YOUR INSTRUCTIONS » The whole listing is to be set down again without alteration.

DATASET EXTRACT »
#####

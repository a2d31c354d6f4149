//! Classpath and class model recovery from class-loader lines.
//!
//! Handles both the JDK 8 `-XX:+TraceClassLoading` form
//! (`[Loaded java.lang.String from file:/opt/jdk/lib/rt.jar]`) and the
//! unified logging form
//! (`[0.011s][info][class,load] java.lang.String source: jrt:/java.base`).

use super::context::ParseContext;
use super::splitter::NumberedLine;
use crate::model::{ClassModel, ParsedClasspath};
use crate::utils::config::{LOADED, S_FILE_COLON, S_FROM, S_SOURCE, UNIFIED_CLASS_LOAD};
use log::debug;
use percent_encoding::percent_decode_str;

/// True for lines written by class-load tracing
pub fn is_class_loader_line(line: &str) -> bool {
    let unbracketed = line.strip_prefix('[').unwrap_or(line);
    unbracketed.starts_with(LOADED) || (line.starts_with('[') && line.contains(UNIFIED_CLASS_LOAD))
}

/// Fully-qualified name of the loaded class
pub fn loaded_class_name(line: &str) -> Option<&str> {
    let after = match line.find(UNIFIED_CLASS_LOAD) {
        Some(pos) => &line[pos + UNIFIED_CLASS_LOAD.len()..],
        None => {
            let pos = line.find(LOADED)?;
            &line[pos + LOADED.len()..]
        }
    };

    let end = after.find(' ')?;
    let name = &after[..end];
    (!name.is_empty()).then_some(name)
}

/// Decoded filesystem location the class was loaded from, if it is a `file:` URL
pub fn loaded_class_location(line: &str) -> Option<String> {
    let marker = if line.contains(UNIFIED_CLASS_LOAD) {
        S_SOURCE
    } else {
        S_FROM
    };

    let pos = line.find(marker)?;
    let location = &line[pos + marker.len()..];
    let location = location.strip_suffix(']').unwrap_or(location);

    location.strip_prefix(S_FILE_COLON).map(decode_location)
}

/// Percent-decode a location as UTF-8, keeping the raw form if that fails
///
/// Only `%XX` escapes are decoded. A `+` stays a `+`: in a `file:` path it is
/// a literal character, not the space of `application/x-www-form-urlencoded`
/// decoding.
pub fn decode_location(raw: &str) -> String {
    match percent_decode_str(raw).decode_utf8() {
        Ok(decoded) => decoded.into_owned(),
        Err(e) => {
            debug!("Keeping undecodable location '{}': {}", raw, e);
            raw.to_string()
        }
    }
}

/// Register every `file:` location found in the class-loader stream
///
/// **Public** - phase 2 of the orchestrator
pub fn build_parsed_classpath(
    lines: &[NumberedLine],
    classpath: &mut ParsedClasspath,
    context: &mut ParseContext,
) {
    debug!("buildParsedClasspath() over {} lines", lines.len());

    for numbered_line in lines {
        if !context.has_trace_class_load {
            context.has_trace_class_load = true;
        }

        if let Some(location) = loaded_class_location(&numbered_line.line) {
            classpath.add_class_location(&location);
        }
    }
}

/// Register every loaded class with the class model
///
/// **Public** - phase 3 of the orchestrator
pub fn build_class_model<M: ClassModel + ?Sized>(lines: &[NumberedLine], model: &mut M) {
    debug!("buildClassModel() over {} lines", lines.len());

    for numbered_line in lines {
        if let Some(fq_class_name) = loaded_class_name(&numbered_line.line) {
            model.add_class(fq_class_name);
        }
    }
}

#####

YOUR SOLUTION »
repository a2d31c354d6f4149
//! Classpath and class model recovery from class-loader lines.
//!
//! Handles both the JDK 8 `-XX:+TraceClassLoading` form
//! (`[Loaded java.lang.String from file:/opt/jdk/lib/rt.jar]`) and the
//! unified logging form
//! (`[0.011s][info][class,load] java.lang.String source: jrt:/java.base`).

use super::context::ParseContext;
use super::splitter::NumberedLine;
use crate::model::{ClassModel, ParsedClasspath};
use crate::utils::config::{LOADED, S_FILE_COLON, S_FROM, S_SOURCE, UNIFIED_CLASS_LOAD};
use log::debug;
use percent_encoding::percent_decode_str;

/// True for lines written by class-load tracing
pub fn is_class_loader_line(line: &str) -> bool {
    let unbracketed = line.strip_prefix('[').unwrap_or(line);
    unbracketed.starts_with(LOADED) || (line.starts_with('[') && line.contains(UNIFIED_CLASS_LOAD))
}

/// Fully-qualified name of the loaded class
pub fn loaded_class_name(line: &str) -> Option<&str> {
    let after = match line.find(UNIFIED_CLASS_LOAD) {
        Some(pos) => &line[pos + UNIFIED_CLASS_LOAD.len()..],
        None => {
            let pos = line.find(LOADED)?;
            &line[pos + LOADED.len()..]
        }
    };

    let end = after.find(' ')?;
    let name = &after[..end];
    (!name.is_empty()).then_some(name)
}

/// Decoded filesystem location the class was loaded from, if it is a `file:` URL
pub fn loaded_class_location(line: &str) -> Option<String> {
    let marker = if line.contains(UNIFIED_CLASS_LOAD) {
        S_SOURCE
    } else {
        S_FROM
    };

    let pos = line.find(marker)?;
    let location = &line[pos + marker.len()..];
    let location = location.strip_suffix(']').unwrap_or(location);

    location.strip_prefix(S_FILE_COLON).map(decode_location)
}

/// Percent-decode a location as UTF-8, keeping the raw form if that fails
///
/// Only `%XX` escapes are decoded. A `+` stays a `+`: in a `file:` path it is
/// a literal character, not the space of `application/x-www-form-urlencoded`
/// decoding.
pub fn decode_location(raw: &str) -> String {
    match percent_decode_str(raw).decode_utf8() {
        Ok(decoded) => decoded.into_owned(),
        Err(e) => {
            debug!("Keeping undecodable location '{}': {}", raw, e);
            raw.to_string()
        }
    }
}

/// Register every `file:` location found in the class-loader stream
///
/// **Public** - phase 2 of the orchestrator
pub fn build_parsed_classpath(
    lines: &[NumberedLine],
    classpath: &mut ParsedClasspath,
    context: &mut ParseContext,
) {
    debug!("buildParsedClasspath() over {} lines", lines.len());

    for numbered_line in lines {
        if !context.has_trace_class_load {
            context.has_trace_class_load = true;
        }

        if let Some(location) = loaded_class_location(&numbered_line.line) {
            classpath.add_class_location(&location);
        }
    }
}

/// Register every loaded class with the class model
///
/// **Public** - phase 3 of the orchestrator
pub fn build_class_model<M: ClassModel + ?Sized>(lines: &[NumberedLine], model: &mut M) {
    debug!("buildClassModel() over {} lines", lines.len());

    for numbered_line in lines {
        if let Some(fq_class_name) = loaded_class_name(&numbered_line.line) {
            model.add_class(fq_class_name);
        }
    }
}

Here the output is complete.